MCKEES ROCKS, PA, HAS THE LOWEST STUDENT DEBT RATIO
On the other end of the spectrum, McKees Rocks, Pa., has the lowest ratio of student debt to median income of bachelor’s degree holders at just 1.86%, though it appears to be a bit of an outlier. Its median student debt is $725 with a median income of $38,892.
The next lowest is Lafayette, Ind., at 11.16% and Los Altos, Calif., at 13.6%. Perhaps unsurprisingly, 16 of the lowest 30 student debt ratio cities in America are located in California, where median salaries tend to be much higher. See the table below for more detail.
WHAT STUDENTS SHOULD CONSIDER WHEN APPLYING FOR STUDENT LOANS
When considering whether to apply for student loans, and how much you will need, there are many factors to consider, says Robert Haywood Scott III, an economics professor at Leon Hess Business School at Monmouth University.
“Try to be realistic about what the total costs will be and figure out the monthly expenses. If those monthly expenses exceed what is reasonable for a new college graduate to afford, then maybe explore alternative funding options or start at a community college for a year or two before transferring,” Scott says in the report.
“First, community colleges are very inexpensive (if not free) for many students. Second, the two years of general education courses that community colleges offer will often transfer easily—something to discuss with the community college and the colleges you want to transfer to.
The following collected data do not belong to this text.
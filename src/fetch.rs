//! Archive retrieval over HTTP.
//!
//! [`ArchiveFetcher`] downloads an archive into memory with a browser-like
//! `User-Agent` (some origins reject empty or library defaults).
//!
//! Retry strategy:
//! - 2xx → read the body
//! - 401, 403, 404 → fail immediately
//! - any other status, a transport error or a timeout → retry
//!
//! Attempt `n` (from 2) is preceded by a sleep of `backoff_ms × (n − 1)`.
//! A successful body shorter than `min_archive_bytes` is an error page in
//! disguise and fails with [`ReaderError::ArchiveTooSmall`].

use std::time::Duration;

use reqwest::{StatusCode, Url};
use tracing::{debug, info, warn};

use crate::config::FetchConfig;
use crate::error::{ReaderError, Result};

/// Reusable HTTP client for archive downloads.
#[derive(Debug, Clone)]
pub struct ArchiveFetcher {
    client: reqwest::Client,
    max_attempts: u32,
    backoff: Duration,
    min_archive_bytes: usize,
}

enum Attempt {
    Done(Vec<u8>),
    Retry(String),
    Fatal(String),
}

fn is_permanent(status: StatusCode) -> bool {
    matches!(
        status,
        StatusCode::UNAUTHORIZED | StatusCode::FORBIDDEN | StatusCode::NOT_FOUND
    )
}

impl ArchiveFetcher {
    pub fn new(config: &FetchConfig) -> Result<Self> {
        let client = reqwest::Client::builder()
            .user_agent(config.user_agent.clone())
            .timeout(Duration::from_secs(config.timeout_secs))
            .build()
            .map_err(|e| ReaderError::FetchFailed {
                url: String::new(),
                attempts: 0,
                reason: format!("failed to build HTTP client: {}", e),
            })?;

        Ok(Self {
            client,
            max_attempts: config.max_attempts.max(1),
            backoff: Duration::from_millis(config.backoff_ms),
            min_archive_bytes: config.min_archive_bytes,
        })
    }

    /// Download `url`, retrying transient failures.
    pub async fn fetch(&self, url: &str) -> Result<Vec<u8>> {
        let parsed = Url::parse(url).map_err(|e| ReaderError::FetchFailed {
            url: url.to_string(),
            attempts: 0,
            reason: format!("invalid URL: {}", e),
        })?;

        let mut last_err = None;

        for attempt in 1..=self.max_attempts {
            if attempt > 1 {
                // Linear backoff.
                tokio::time::sleep(self.backoff * (attempt - 1)).await;
            }

            debug!(url = %parsed, attempt, max = self.max_attempts, "Fetching archive");

            match self.attempt(&parsed).await {
                Attempt::Done(bytes) => {
                    if bytes.len() < self.min_archive_bytes {
                        return Err(ReaderError::ArchiveTooSmall {
                            size: bytes.len(),
                            minimum: self.min_archive_bytes,
                        });
                    }
                    info!(url = %parsed, bytes = bytes.len(), attempt, "Fetched archive");
                    return Ok(bytes);
                }
                Attempt::Fatal(reason) => {
                    return Err(ReaderError::FetchFailed {
                        url: url.to_string(),
                        attempts: attempt,
                        reason,
                    });
                }
                Attempt::Retry(reason) => {
                    warn!(url = %parsed, attempt, reason = %reason, "Archive fetch failed");
                    last_err = Some(reason);
                }
            }
        }

        Err(ReaderError::FetchFailed {
            url: url.to_string(),
            attempts: self.max_attempts,
            reason: last_err.unwrap_or_else(|| "fetch failed after retries".to_string()),
        })
    }

    /// [`fetch`](Self::fetch) bounded by an overall deadline covering every
    /// attempt and backoff.
    pub async fn fetch_with_deadline(&self, url: &str, deadline: Duration) -> Result<Vec<u8>> {
        match tokio::time::timeout(deadline, self.fetch(url)).await {
            Ok(result) => result,
            Err(_) => Err(ReaderError::FetchFailed {
                url: url.to_string(),
                attempts: 0,
                reason: format!("deadline of {:?} exceeded", deadline),
            }),
        }
    }

    async fn attempt(&self, url: &Url) -> Attempt {
        let response = match self.client.get(url.clone()).send().await {
            Ok(response) => response,
            Err(e) => return Attempt::Retry(e.to_string()),
        };

        let status = response.status();
        if status.is_success() {
            return match response.bytes().await {
                Ok(body) => Attempt::Done(body.to_vec()),
                Err(e) => Attempt::Retry(format!("failed to read body: {}", e)),
            };
        }

        if is_permanent(status) {
            Attempt::Fatal(format!("HTTP {}", status))
        } else {
            Attempt::Retry(format!("HTTP {}", status))
        }
    }
}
Third, if you do well then there could be scholarship opportunities at the school you transfer to and you might have the chance to attend a better school than you would have out of high school.”
When financing your education, try to avoid private loans and credit card debt as much as possible, as those can get you into real trouble down the line, says Jonathan Burdick, ice Provost for Enrollment at Cornell University.
“For most other kinds of debt, and especially most student loans in which the government accepts the risk, you will have options to restructure the debt (such as income-based repayment) and reduce your expected payment to a manageable fraction of your income,” Burdick says.
“Take those options. The amount you have borrowed through federal student loans should never make you feel forced to take a higher-paying job you do not like or work two jobs.”
For its report, WalletHub divided the median student-loan balance (based on TransUnion data from March 2023) by the median earnings of adults aged 25 and older with a bachelor’s degree in 2,519 U.S. cities.
It then assigned 100 points to the city with the highest ratio of student debt to earnings and 0 points to the city with the lowest.